Binary tree reduced to tree or forest
Restore a binary tree to a tree or forest.
- If a node is the left child of its parents, then connect the right child of the node, the right child of the right child, the right child of the right child of the right child...all with the parent nodes of the node.
- Delete all connections between parent nodes and right child nodes in the original binary tree
- Organize the trees or forests obtained in the first two steps to make them look better.
Traversing trees and forests
Tree traversal: root traversal first
If the tree is not empty, then traverse the method:
- Access the root node (read storage information)
- From left to right, traverse each subtree of the root node first.
Equivalent to preorder traversal of the converted binary tree
Tree traversal: back root traversal
If the tree is not empty, the traversal method is:
- From left to right, traverse each subtree of the root node in sequence.
- Access the root node (read storage information)
Equivalent to in-order traversal of the converted binary tree
Taking the above figure as an example, the sequence traversed at this time: EBHFGCDA
Forest traversal: pre-order traversal
If the forest is not empty, the traversal method is:
- Visit the root node of the first tree in the forest.
- Pre-order traverse the subtree forest of the root node of the first tree
- Preorder traversal of the forest consisting of the remaining trees after removing the first tree
Equivalent to preorder traversal of the converted binary tree
Forest traversal: in-order traversal
When the forest is not empty, the traversal method is
- Inorder traverses the subtree forest of the root node of the first tree in the forest
- Visit the root node of the first tree
- In-order traversal of the forest consisting of the remaining trees after removing the first tree
Equivalent to in-order traversal of the converted binary tree
Restore a tree based on its root-first traversal and post-root traversal sequences?
Observe that in groups, divide first, the first one of each group in the root-first traversal sequence and the last one in each group of the root-posterior traversal sequence are the same!

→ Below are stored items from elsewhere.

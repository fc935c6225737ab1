/// Open/closed resolution for a daily trading session
use chrono::{NaiveTime, Weekday};
use serde::{Deserialize, Serialize};

use super::weekdays::TradingDays;
use crate::utils::time::minute_of_day;

/// Position of a wall-clock time within the daily session cycle
#[derive(Debug, Clone, Copy, PartialEq, Eq, Serialize, Deserialize)]
pub enum SessionPhase {
    ClosedBeforeOpen,
    /// Open, and the session started on the current local day
    Open,
    /// Open, past midnight, in a session that started the previous local day
    OpenCarriedOver,
    ClosedAfterClose,
}

impl SessionPhase {
    pub fn is_open(&self) -> bool {
        matches!(self, SessionPhase::Open | SessionPhase::OpenCarriedOver)
    }
}

/// Phase of `local_time` by clock alone, ignoring the weekly calendar.
///
/// Opening is inclusive and closing exclusive. When opening equals closing the
/// session never opens.
pub fn session_phase(local_time: NaiveTime, opening_time: NaiveTime, closing_time: NaiveTime) -> SessionPhase {
    let t = minute_of_day(local_time);
    let open = minute_of_day(opening_time);
    let close = minute_of_day(closing_time);

    if open == close {
        return if t < open {
            SessionPhase::ClosedBeforeOpen
        } else {
            SessionPhase::ClosedAfterClose
        };
    }

    if open < close {
        if t < open {
            SessionPhase::ClosedBeforeOpen
        } else if t < close {
            SessionPhase::Open
        } else {
            SessionPhase::ClosedAfterClose
        }
    } else if t >= open {
        SessionPhase::Open
    } else if t < close {
        SessionPhase::OpenCarriedOver
    } else {
        // Between the morning close and the evening open
        SessionPhase::ClosedAfterClose
    }
}

/// Whether an exchange is trading at the given local wall-clock time.
///
/// The governing day of a session is the day on which it opened: the portion
/// of an overnight session after midnight is open only if the previous local
/// day is a trading day, regardless of the current day.
pub fn is_session_open(
    local_time: NaiveTime,
    local_weekday: Weekday,
    opening_time: NaiveTime,
    closing_time: NaiveTime,
    trading_days: TradingDays,
) -> bool {
    match session_phase(local_time, opening_time, closing_time) {
        SessionPhase::Open => trading_days.contains(local_weekday),
        SessionPhase::OpenCarriedOver => trading_days.contains(local_weekday.pred()),
        SessionPhase::ClosedBeforeOpen | SessionPhase::ClosedAfterClose => false,
    }
}
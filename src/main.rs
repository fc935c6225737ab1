/// Main entry point for the trade clock board
use std::path::Path;
use std::sync::Arc;
use std::time::Duration;
use tracing::{error, info, warn};

use tradeclock::{
    config::{load_config, open_store},
    engine::{evaluate_board_at, BoardSnapshot},
    error::Result,
    logging::init_logging,
    preferences::{UserPreferences, AGREEMENT_TEXT},
    ticker::{MinuteTicker, TickReason},
    Clock, Config, ExchangeStore, SystemClock,
};

/// Application state
pub struct TradeClockApp {
    config: Arc<Config>,
    store: ExchangeStore,
    clock: Arc<dyn Clock>,
}

impl TradeClockApp {
    pub async fn new(config_path: &str) -> Result<Self> {
        let (config, config_missing) = if Path::new(config_path).exists() {
            (load_config(config_path)?, false)
        } else {
            (Config::default(), true)
        };

        // Initialize logging
        init_logging(&config.log_level, config.log_format);

        info!("Starting trade clock...");
        if config_missing {
            warn!("No config at {} - using built-in exchanges", config_path);
        }

        let store = open_store(&config).await?;
        info!("{} exchanges loaded", store.len().await);

        Ok(TradeClockApp {
            config: Arc::new(config),
            store,
            clock: Arc::new(SystemClock),
        })
    }

    /// Check the disclaimer has been accepted, recording it when `accept` is set.
    ///
    /// Returns false when the board must not be shown yet.
    pub async fn ensure_agreement(&self, accept: bool) -> Result<bool> {
        let path = &self.config.preferences_path;
        let mut prefs = UserPreferences::load(path).await?;
        if prefs.has_accepted_agreement {
            return Ok(true);
        }

        println!("⚠️  Please note\n\n{}\n", AGREEMENT_TEXT);
        if !accept {
            println!("Run again with --accept-agreement to continue.");
            return Ok(false);
        }

        prefs.accept_agreement(path).await?;
        info!("Agreement accepted");
        Ok(true)
    }

    /// Re-evaluate the board on every tick until Ctrl+C
    pub async fn run(&self) -> Result<()> {
        let interval = Duration::from_secs(self.config.refresh_interval_sec);
        let (_ticker, mut ticks) = MinuteTicker::spawn(Arc::clone(&self.clock), interval);
        let shutdown = tokio::signal::ctrl_c();
        tokio::pin!(shutdown);

        loop {
            tokio::select! {
                tick = ticks.recv() => {
                    let Some(tick) = tick else {
                        error!("Ticker stopped unexpectedly");
                        break;
                    };
                    if tick.reason == TickReason::Resume {
                        info!("Resumed - refreshing board");
                    }
                    let exchanges = if self.config.selected_only {
                        self.store.selected().await
                    } else {
                        self.store.all().await
                    };
                    let board = evaluate_board_at(&exchanges, tick.at);
                    render_board(&board, &exchanges);
                }
                _ = &mut shutdown => {
                    info!("Ctrl+C received - shutting down");
                    break;
                }
            }
        }

        self.store.save_to_file(&self.config.store_path).await?;
        Ok(())
    }
}

fn render_board(board: &BoardSnapshot, exchanges: &[tradeclock::Exchange]) {
    println!("\n🕒 {}", board.evaluated_at.format("%Y-%m-%d %H:%M UTC"));
    for (entry, exchange) in board.entries.iter().zip(exchanges) {
        match &entry.result {
            Ok(status) => {
                let icon = if status.is_open { "🟢" } else { "🔴" };
                println!(
                    "{} {} {:<28} {}  [{}]",
                    icon,
                    exchange.flag,
                    entry.name,
                    status.summary(),
                    exchange.hours_label()
                );
            }
            Err(e) => println!("⚠️  {} {:<28} {}", exchange.flag, entry.name, e),
        }
    }
    info!("{} of {} exchanges open", board.open_count(), board.entries.len());
}

#[tokio::main]
async fn main() -> Result<()> {
    let config_path = std::env::var("CONFIG_PATH").unwrap_or_else(|_| "config.toml".to_string());
    let accept = std::env::args().any(|a| a == "--accept-agreement");

    let app = TradeClockApp::new(&config_path).await?;
    if !app.ensure_agreement(accept).await? {
        return Ok(());
    }

    app.run().await?;

    Ok(())
}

And this element is the root node of the group. Then group them to find correspondences.
Restore the forest based on the first and middle traversal sequences of the forest?

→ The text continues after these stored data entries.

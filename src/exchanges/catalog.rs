/// Built-in exchange catalog used when no configuration lists exchanges
use chrono::NaiveTime;

use super::Exchange;
use crate::time::{TradingDays, TradingSchedule};

struct CatalogEntry {
    id: &'static str,
    name: &'static str,
    time_zone: &'static str,
    opening: (u32, u32),
    closing: (u32, u32),
    continent: &'static str,
    country: &'static str,
    city: &'static str,
    flag: &'static str,
}

const CATALOG: [CatalogEntry; 8] = [
    CatalogEntry {
        id: "lse",
        name: "London Stock Exchange",
        time_zone: "Europe/London",
        opening: (8, 0),
        closing: (16, 30),
        continent: "Europe",
        country: "UK",
        city: "London",
        flag: "🇬🇧",
    },
    CatalogEntry {
        id: "nyse",
        name: "New York Stock Exchange",
        time_zone: "America/New_York",
        opening: (9, 30),
        closing: (16, 0),
        continent: "North America",
        country: "USA",
        city: "New York",
        flag: "🇺🇸",
    },
    CatalogEntry {
        id: "tse",
        name: "Tokyo Stock Exchange",
        time_zone: "Asia/Tokyo",
        opening: (9, 0),
        closing: (15, 30),
        continent: "Asia",
        country: "Japan",
        city: "Tokyo",
        flag: "🇯🇵",
    },
    CatalogEntry {
        id: "seb",
        name: "Swiss Electronic Bourse",
        time_zone: "Europe/Zurich",
        opening: (9, 0),
        closing: (17, 30),
        continent: "Europe",
        country: "Switzerland",
        city: "Zurich",
        flag: "🇨🇭",
    },
    CatalogEntry {
        id: "bmv",
        name: "Bolsa Mexicana de Valores",
        time_zone: "America/Mexico_City",
        opening: (7, 30),
        closing: (14, 0),
        continent: "North America",
        country: "Mexico",
        city: "Mexico City",
        flag: "🇲🇽",
    },
    CatalogEntry {
        id: "moex",
        name: "Moscow Exchange",
        time_zone: "Europe/Moscow",
        opening: (9, 50),
        closing: (18, 50),
        continent: "Europe",
        country: "Russia",
        city: "Moscow",
        flag: "🇷🇺",
    },
    CatalogEntry {
        id: "hkex",
        name: "Hong Kong Stock Exchange",
        time_zone: "Asia/Hong_Kong",
        opening: (9, 30),
        closing: (16, 0),
        continent: "Asia",
        country: "Hong Kong",
        city: "Hong Kong",
        flag: "🇭🇰",
    },
    CatalogEntry {
        id: "nasdaq",
        name: "NASDAQ",
        time_zone: "America/New_York",
        opening: (9, 30),
        closing: (16, 0),
        continent: "North America",
        country: "USA",
        city: "New York",
        flag: "🇺🇸",
    },
];

fn hm(value: (u32, u32)) -> NaiveTime {
    // Catalog literals are all valid times of day
    NaiveTime::from_hms_opt(value.0, value.1, 0).unwrap_or_default()
}

/// Default exchanges, all selected, trading Monday to Friday.
///
/// Display order follows catalog order.
pub fn default_exchanges() -> Vec<Exchange> {
    CATALOG
        .iter()
        .enumerate()
        .map(|(index, entry)| Exchange {
            id: entry.id.to_string(),
            name: entry.name.to_string(),
            schedule: TradingSchedule::new(
                entry.time_zone,
                hm(entry.opening),
                hm(entry.closing),
                TradingDays::WEEKDAYS,
            ),
            continent: entry.continent.to_string(),
            country: entry.country.to_string(),
            city: entry.city.to_string(),
            flag: entry.flag.to_string(),
            schedule_url: format!("https://www.tradinghours.com/markets/{}", entry.id),
            is_selected: true,
            display_order: index as i32,
        })
        .collect()
}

Observe, in the same way of finding groups, the first time you find the groups there are several trees, and then you can restore them according to the previous principles.

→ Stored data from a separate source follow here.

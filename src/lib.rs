pub mod types;
pub mod error;
pub mod time;
pub mod engine;
pub mod exchanges;
pub mod config;
pub mod ticker;
pub mod logging;
pub mod preferences;
pub mod utils;

pub use types::*;
pub use error::{ClockError, Result};
pub use engine::{evaluate, evaluate_board, evaluate_board_at, BoardEntry, BoardSnapshot, SessionStatus};
pub use exchanges::{Exchange, ExchangeStore, StoreCommand};
pub use time::{Clock, FixedClock, SystemClock, TradingDays, TradingSchedule};
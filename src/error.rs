/// Centralized error types for the trade clock
use thiserror::Error;

#[derive(Error, Debug)]
pub enum ClockError {
    // Schedule Errors
    #[error("Invalid time zone: {0}")]
    InvalidTimeZone(String),

    #[error("Degenerate schedule: {0}")]
    DegenerateSchedule(String),

    #[error("Invalid time of day: {0}")]
    InvalidTime(String),

    #[error("Invalid trading days: {0}")]
    InvalidTradingDays(String),

    // Configuration Errors
    #[error("Configuration error: {0}")]
    ConfigError(String),

    // File I/O Errors
    #[error("File I/O error: {0}")]
    FileError(#[from] std::io::Error),

    #[error("Deserialization failed: {0}")]
    DeserializationError(#[from] serde_json::Error),

    // Store Errors
    #[error("Exchange not found: {0}")]
    ExchangeNotFound(String),

    #[error("Exchange already exists: {0}")]
    DuplicateExchange(String),

    #[error("Invalid reorder: cannot move {from} to {to} in a list of {len}")]
    InvalidReorder { from: usize, to: usize, len: usize },

    #[error("Invalid command: {0}")]
    InvalidCommand(String),

    // Generic Errors
    #[error("{0}")]
    Other(String),
}

pub type Result<T> = std::result::Result<T, ClockError>;

impl ClockError {
    /// Errors that only affect a single exchange's evaluation
    pub fn is_per_exchange(&self) -> bool {
        matches!(
            self,
            ClockError::InvalidTimeZone(_)
                | ClockError::DegenerateSchedule(_)
                | ClockError::InvalidTime(_)
        )
    }

    /// Get error code for logging/monitoring
    pub fn error_code(&self) -> &str {
        match self {
            ClockError::InvalidTimeZone(_) => "TZ_001",
            ClockError::DegenerateSchedule(_) => "SCHED_001",
            ClockError::InvalidTime(_) => "SCHED_002",
            ClockError::InvalidTradingDays(_) => "SCHED_003",
            ClockError::ConfigError(_) => "CFG_001",
            ClockError::FileError(_) => "FILE_001",
            ClockError::DeserializationError(_) => "FILE_002",
            ClockError::ExchangeNotFound(_) => "STORE_001",
            ClockError::DuplicateExchange(_) => "STORE_002",
            ClockError::InvalidReorder { .. } => "STORE_003",
            ClockError::InvalidCommand(_) => "STORE_004",
            ClockError::Other(_) => "GEN_001",
        }
    }
}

Huffman tree and its applications
Path length:
How many steps does it take to get from one node to another?
Weighted path length:
Add weight to each path
Huffman tree
Assume that a binary tree has n weighted leaf nodes, then the sum of the path length from the root node to each leaf node and the product of the corresponding node weight is called the weighted path length of the binary tree
A binary tree with a minimum weighted path length is called a Huffman tree
As long as the leaf weights are fixed, there is a fixed optimal binary tree with the shortest weighted path length, which is called a Huffman tree.
Given the weight w = (1, 3, 5, 7), construct a Huffman tree
Each time, the root node with the smallest weight is taken, and the sum is the parent node, and this is constructed.
Huffman coding
coding
How to encode the message so that the length of the message is as short as possible?
Design codes with different lengths so that any code is not the prefix of another code, then such a code is called a prefix code.